Martha schaut das Mädchen prüfend an. „Weißt du, Kind, du musst wissen, dass meine Schwester schön war, sehr schön sogar. Mit ihren langen dunklen Haaren, ihren großen Augen und ebenmäßigen Zügen war sie gewiss die schönste Magd in ganz Bethanien. Wenn sie Räubern in die Hände gefallen wäre, hätten diese sie für viel Silber als Sklavin verkaufen können. Und es war ja nicht so, dass man Maria leicht übersehen hätte, dass sie unscheinbar gewesen wäre. Sie verhielt sich zwar oft still und abseits, aber mir entging nicht, dass sie sofort die Augen sämtlicher Burschen auf sich zog, wenn sie irgendwo erschien. Ich glaube nicht, dass sie das selbst bemerkte. Zu sehr hing sie wohl ihren eigenen Empfindungen, ihren Träumen und Ahnungen nach.“

„Aber es ist nichts passiert, oder?“

Es dauert einen Augenblick, bis Martha versteht, was Ada meint. „Nein. Nein, sie wurde nicht geraubt. Und sie selbst hatte auch gar keine Sorge, dass ihr Schlimmes zustoßen könnte. Sie war da sehr zuversichtlich und voller Vertrauen auf Gott. Mehr als einmal sagte sie mir, dass ihr Leben in der Hand Jahwes läge, dass Er alleine bestimme, was ihr widerfahre, und dass ich daran nichts würde ändern können. Wenn sie so sprach, kam sie mir manchmal unerträglich leichtgläubig und kindlich vor. Dann entrüstete und fragte ich mich, wie sie bloß meinen konnte, dass Gott eine einfache Magd wie sie behüten würde. Aber es war möglich, dass schon wenig später meine Empörung in Bewunderung umschlug, denn es beeindruckte mich doch die Tiefe und Reinheit ihres Vertrauens.“

„Es hat ihr aber nichts genutzt, oder, denn sie ist ja jetzt tot.“ Kaum hat Ada ihre Erwiderung geäußert, da senkt sie erschrocken das Haupt. Jetzt wo das harte Wort ertönt ist, wird ihr klar, dass sie ungeziemend gesprochen hat.

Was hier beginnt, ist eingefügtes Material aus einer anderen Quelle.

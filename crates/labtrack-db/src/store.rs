//! `RecordStore` for [`Database`]: each trait forwards to the matching
//! repository field.

use std::collections::HashSet;

use async_trait::async_trait;
use chrono::{DateTime, Utc};
use uuid::Uuid;

use labtrack_core::{
    Location, LocationRepository, Measurement, MeasurementRepository, Parameter,
    ParameterRepository, Result, Sample, SampleRepository, Tag, TagRepository, TagTarget, Term,
    TermRepository,
};

use crate::Database;

#[async_trait]
impl TermRepository for Database {
    async fn insert_term(&self, term: &Term) -> Result<()> {
        self.terms.insert_term(term).await
    }

    async fn get_term(&self, id: Uuid) -> Result<Option<Term>> {
        self.terms.get_term(id).await
    }

    async fn get_term_by_slug(&self, slug: &str) -> Result<Option<Term>> {
        self.terms.get_term_by_slug(slug).await
    }

    async fn list_terms(&self) -> Result<Vec<Term>> {
        self.terms.list_terms().await
    }

    async fn term_name_exists(&self, name: &str) -> Result<bool> {
        self.terms.term_name_exists(name).await
    }

    async fn term_slug_exists(&self, slug: &str) -> Result<bool> {
        self.terms.term_slug_exists(slug).await
    }

    async fn delete_term(&self, id: Uuid) -> Result<()> {
        self.terms.delete_term(id).await
    }
}

#[async_trait]
impl LocationRepository for Database {
    async fn insert_location(&self, location: &Location) -> Result<()> {
        self.locations.insert_location(location).await
    }

    async fn get_location(&self, id: Uuid) -> Result<Option<Location>> {
        self.locations.get_location(id).await
    }

    async fn get_location_by_slug(&self, slug: &str) -> Result<Option<Location>> {
        self.locations.get_location_by_slug(slug).await
    }

    async fn list_locations(&self, parent_id: Option<Uuid>) -> Result<Vec<Location>> {
        self.locations.list_locations(parent_id).await
    }

    async fn location_name_exists(&self, name: &str) -> Result<bool> {
        self.locations.location_name_exists(name).await
    }

    async fn location_slug_exists(&self, slug: &str) -> Result<bool> {
        self.locations.location_slug_exists(slug).await
    }

    async fn delete_location(&self, id: Uuid) -> Result<()> {
        self.locations.delete_location(id).await
    }
}

#[async_trait]
impl SampleRepository for Database {
    async fn insert_sample(&self, sample: &Sample) -> Result<()> {
        self.samples.insert_sample(sample).await
    }

    async fn get_sample(&self, id: Uuid) -> Result<Option<Sample>> {
        self.samples.get_sample(id).await
    }

    async fn get_sample_by_slug(&self, slug: &str) -> Result<Option<Sample>> {
        self.samples.get_sample_by_slug(slug).await
    }

    async fn list_samples(&self, parent_id: Option<Uuid>) -> Result<Vec<Sample>> {
        self.samples.list_samples(parent_id).await
    }

    async fn existing_sample_slugs(&self, slugs: &[String]) -> Result<HashSet<String>> {
        self.samples.existing_sample_slugs(slugs).await
    }

    async fn count_samples_with_slug(&self, slug: &str) -> Result<i64> {
        self.samples.count_samples_with_slug(slug).await
    }

    async fn update_sample_name(&self, id: Uuid, name: &str, at: DateTime<Utc>) -> Result<()> {
        self.samples.update_sample_name(id, name, at).await
    }

    async fn delete_sample(&self, id: Uuid) -> Result<()> {
        self.samples.delete_sample(id).await
    }
}

#[async_trait]
impl ParameterRepository for Database {
    async fn insert_parameter(&self, parameter: &Parameter) -> Result<()> {
        self.parameters.insert_parameter(parameter).await
    }

    async fn get_parameter(&self, id: Uuid) -> Result<Option<Parameter>> {
        self.parameters.get_parameter(id).await
    }

    async fn get_parameter_by_slug(&self, slug: &str) -> Result<Option<Parameter>> {
        self.parameters.get_parameter_by_slug(slug).await
    }

    async fn list_parameters(&self, parent_id: Option<Uuid>) -> Result<Vec<Parameter>> {
        self.parameters.list_parameters(parent_id).await
    }

    async fn parameter_name_exists(&self, name: &str) -> Result<bool> {
        self.parameters.parameter_name_exists(name).await
    }

    async fn parameter_slug_exists(&self, slug: &str) -> Result<bool> {
        self.parameters.parameter_slug_exists(slug).await
    }

    async fn delete_parameter(&self, id: Uuid) -> Result<()> {
        self.parameters.delete_parameter(id).await
    }
}

#[async_trait]
impl MeasurementRepository for Database {
    async fn insert_measurement(&self, measurement: &Measurement) -> Result<()> {
        self.measurements.insert_measurement(measurement).await
    }

    async fn get_measurement(&self, id: Uuid) -> Result<Option<Measurement>> {
        self.measurements.get_measurement(id).await
    }

    async fn list_measurements_for_sample(&self, sample_id: Uuid) -> Result<Vec<Measurement>> {
        self.measurements.list_measurements_for_sample(sample_id).await
    }

    async fn update_measurement_tags(
        &self,
        id: Uuid,
        tags: &str,
        at: DateTime<Utc>,
    ) -> Result<()> {
        self.measurements.update_measurement_tags(id, tags, at).await
    }

    async fn delete_measurement(&self, id: Uuid) -> Result<()> {
        self.measurements.delete_measurement(id).await
    }
}

#[async_trait]
impl TagRepository for Database {
    async fn insert_tag(&self, tag: &Tag) -> Result<()> {
        self.tags.insert_tag(tag).await
    }

    async fn list_tags(&self, target: TagTarget) -> Result<Vec<Tag>> {
        self.tags.list_tags(target).await
    }

    async fn delete_tag(&self, id: Uuid) -> Result<()> {
        self.tags.delete_tag(id).await
    }
}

Da lacht Martha kurz auf, als sie die Tochter so freiheraus und unbedacht reden hört. „Meinst du denn, Kind, dass wir zu Gott beten, damit wir nicht sterben müssen? Soll Gott etwa dafür sorgen, dass wir für immer an unseren Leib gekettet sind? Vielleicht hat sich Marias Glauben gerade in der Stunde ihres Todes erfüllt. Was wissen wir schon? Hat nicht der Gesalbte gesagt, dass das Weizenkorn in die Erde fallen und ersterben muss, um eine neue Frucht hervorzubringen?“

3

„Bald trug ich erneut ein Kind unter dem Herzen und im Monat Tammuz brachte ich einen weiteren Sohn zur Welt. Es war eine schwülwarme Nacht, als plötzlich die Niederkunft einsetzte und meine Mutter nach der Wehfrau schickte. Unglücklicherweise war die Geburtshelferin gerade im Nachbardorf und es dauerte mehrere Stunden, bis sie endlich an meinem Lager erschien. Meine Mutter hatte inzwischen festgestellt, dass das Kind falsch herum im Leib lag und gedreht werden musste. Das war nicht ganz einfach. Die Geburt zog sich bis in die Morgenstunden hin. Danach war ich sehr erschöpft. Aber schon nach vier oder fünf Tagen stand ich wieder auf den Beinen und packte mit an, denn es war Erntezeit und es gab viel zu tun. Ich war so töricht zu glauben, dass die anderen meine Hände nicht entbehren konnten. Außerdem war ich mir sicher, dass die anstehenden Arbeiten keinen Aufschub dulden würden. Die älteren Frauen rieten mir zwar zur Vorsicht und mahnten mich zur Ruhe. Aber da ich gewohnt war beharrlich und zuverlässig zu arbeiten, schlug ich ihre Bedenken und Warnungen in den Wind. Letzten Endes jedoch musste ich für meine unüberlegte Eile einen hohen Preis bezahlen.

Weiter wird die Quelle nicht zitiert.